*Provided data*.
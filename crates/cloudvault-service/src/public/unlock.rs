//! Anonymous share view: load, unlock with a password, download.

use std::path::{Path, PathBuf};

use cloudvault_client::ApiClient;
use cloudvault_core::error::AppError;
use cloudvault_core::result::AppResult;
use cloudvault_core::types::{PublicFile, PublicShareView};

/// Where the public share view stands.
#[derive(Debug, Clone, PartialEq, Eq)]
pub enum UnlockState {
    /// Initial fetch in flight.
    Loading,
    /// Password required. `error` holds the last failed attempt.
    Locked { error: Option<String> },
    /// Password submitted, waiting for the server.
    Unlocking,
    /// Files are visible. Stays here until the next load.
    Unlocked { files: Vec<PublicFile> },
    /// The share could not be loaded (missing, expired, unreachable).
    Error(String),
}

impl UnlockState {
    /// Waiting for a password.
    pub fn is_locked(&self) -> bool {
        matches!(self, Self::Locked { .. })
    }

    /// Files are visible.
    pub fn is_unlocked(&self) -> bool {
        matches!(self, Self::Unlocked { .. })
    }
}

/// State machine behind the public share screen.
#[derive(Debug, Clone)]
pub struct PublicShareFlow {
    public_id: String,
    state: UnlockState,
    /// Password input. Kept after a failed attempt, cleared on success.
    pub password: String,
}

impl PublicShareFlow {
    /// Flow for `public_id`, in [`UnlockState::Loading`] until [`load`](Self::load).
    pub fn new(public_id: impl Into<String>) -> Self {
        Self {
            public_id: public_id.into(),
            state: UnlockState::Loading,
            password: String::new(),
        }
    }

    /// Public id of the share being viewed.
    pub fn public_id(&self) -> &str {
        &self.public_id
    }

    /// Current state.
    pub fn state(&self) -> &UnlockState {
        &self.state
    }

    /// Visible files; empty unless unlocked.
    pub fn files(&self) -> &[PublicFile] {
        match &self.state {
            UnlockState::Unlocked { files } => files,
            _ => &[],
        }
    }

    /// Fetch the share's lock status.
    pub async fn load(&mut self, api: &ApiClient) -> &UnlockState {
        self.state = UnlockState::Loading;
        let result = api.get_public_share(&self.public_id).await;
        self.apply_load(result);
        &self.state
    }

    /// Submit [`password`](Self::password) for a locked share.
    ///
    /// Only valid while locked.
    pub async fn unlock(&mut self, api: &ApiClient) -> AppResult<&UnlockState> {
        if !self.state.is_locked() {
            return Err(AppError::validation("Share is not waiting for a password"));
        }
        if self.password.is_empty() {
            self.state = UnlockState::Locked {
                error: Some("Password is required".to_string()),
            };
            return Ok(&self.state);
        }

        self.state = UnlockState::Unlocking;
        let result = api.unlock_share(&self.public_id, &self.password).await;
        self.apply_unlock(result);
        Ok(&self.state)
    }

    /// Stream every visible file into `dest_dir`.
    pub async fn download_all(&self, api: &ApiClient, dest_dir: &Path) -> AppResult<Vec<PathBuf>> {
        if !self.state.is_unlocked() {
            return Err(AppError::validation("Share is locked"));
        }
        let mut paths = Vec::with_capacity(self.files().len());
        for file in self.files() {
            paths.push(api.download_public_file(file, dest_dir).await?);
        }
        Ok(paths)
    }

    fn apply_load(&mut self, result: AppResult<PublicShareView>) {
        self.state = match result {
            Ok(view) if view.locked => {
                tracing::debug!(public_id = %self.public_id, "Share is password protected");
                UnlockState::Locked { error: None }
            }
            Ok(view) => UnlockState::Unlocked {
                files: view.into_visible_files(),
            },
            Err(err) => {
                tracing::warn!(public_id = %self.public_id, error = %err, "Failed to load share");
                UnlockState::Error(err.message)
            }
        };
    }

    fn apply_unlock(&mut self, result: AppResult<PublicShareView>) {
        self.state = match result {
            Ok(view) => {
                self.password.clear();
                UnlockState::Unlocked { files: view.files }
            }
            Err(err) => UnlockState::Locked {
                error: Some(err.message),
            },
        };
    }
}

*About this task*.
Each entry must be output exactly as it was written.

*Answer to this exercise*.
filename crates/cloudvault-service/src/public/unlock.rs
//! Anonymous share view: load, unlock with a password, download.

use std::path::{Path, PathBuf};

use cloudvault_client::ApiClient;
use cloudvault_core::error::AppError;
use cloudvault_core::result::AppResult;
use cloudvault_core::types::{PublicFile, PublicShareView};

/// Where the public share view stands.
#[derive(Debug, Clone, PartialEq, Eq)]
pub enum UnlockState {
    /// Initial fetch in flight.
    Loading,
    /// Password required. `error` holds the last failed attempt.
    Locked { error: Option<String> },
    /// Password submitted, waiting for the server.
    Unlocking,
    /// Files are visible. Stays here until the next load.
    Unlocked { files: Vec<PublicFile> },
    /// The share could not be loaded (missing, expired, unreachable).
    Error(String),
}

impl UnlockState {
    /// Waiting for a password.
    pub fn is_locked(&self) -> bool {
        matches!(self, Self::Locked { .. })
    }

    /// Files are visible.
    pub fn is_unlocked(&self) -> bool {
        matches!(self, Self::Unlocked { .. })
    }
}

/// State machine behind the public share screen.
#[derive(Debug, Clone)]
pub struct PublicShareFlow {
    public_id: String,
    state: UnlockState,
    /// Password input. Kept after a failed attempt, cleared on success.
    pub password: String,
}

impl PublicShareFlow {
    /// Flow for `public_id`, in [`UnlockState::Loading`] until [`load`](Self::load).
    pub fn new(public_id: impl Into<String>) -> Self {
        Self {
            public_id: public_id.into(),
            state: UnlockState::Loading,
            password: String::new(),
        }
    }

    /// Public id of the share being viewed.
    pub fn public_id(&self) -> &str {
        &self.public_id
    }

    /// Current state.
    pub fn state(&self) -> &UnlockState {
        &self.state
    }

    /// Visible files; empty unless unlocked.
    pub fn files(&self) -> &[PublicFile] {
        match &self.state {
            UnlockState::Unlocked { files } => files,
            _ => &[],
        }
    }

    /// Fetch the share's lock status.
    pub async fn load(&mut self, api: &ApiClient) -> &UnlockState {
        self.state = UnlockState::Loading;
        let result = api.get_public_share(&self.public_id).await;
        self.apply_load(result);
        &self.state
    }

    /// Submit [`password`](Self::password) for a locked share.
    ///
    /// Only valid while locked.
    pub async fn unlock(&mut self, api: &ApiClient) -> AppResult<&UnlockState> {
        if !self.state.is_locked() {
            return Err(AppError::validation("Share is not waiting for a password"));
        }
        if self.password.is_empty() {
            self.state = UnlockState::Locked {
                error: Some("Password is required".to_string()),
            };
            return Ok(&self.state);
        }

        self.state = UnlockState::Unlocking;
        let result = api.unlock_share(&self.public_id, &self.password).await;
        self.apply_unlock(result);
        Ok(&self.state)
    }

    /// Stream every visible file into `dest_dir`.
    pub async fn download_all(&self, api: &ApiClient, dest_dir: &Path) -> AppResult<Vec<PathBuf>> {
        if !self.state.is_unlocked() {
            return Err(AppError::validation("Share is locked"));
        }
        let mut paths = Vec::with_capacity(self.files().len());
        for file in self.files() {
            paths.push(api.download_public_file(file, dest_dir).await?);
        }
        Ok(paths)
    }

    fn apply_load(&mut self, result: AppResult<PublicShareView>) {
        self.state = match result {
            Ok(view) if view.locked => {
                tracing::debug!(public_id = %self.public_id, "Share is password protected");
                UnlockState::Locked { error: None }
            }
            Ok(view) => UnlockState::Unlocked {
                files: view.into_visible_files(),
            },
            Err(err) => {
                tracing::warn!(public_id = %self.public_id, error = %err, "Failed to load share");
                UnlockState::Error(err.message)
            }
        };
    }

    fn apply_unlock(&mut self, result: AppResult<PublicShareView>) {
        self.state = match result {
            Ok(view) => {
                self.password.clear();
                UnlockState::Unlocked { files: view.files }
            }
            Err(err) => UnlockState::Locked {
                error: Some(err.message),
            },
        };
    }
}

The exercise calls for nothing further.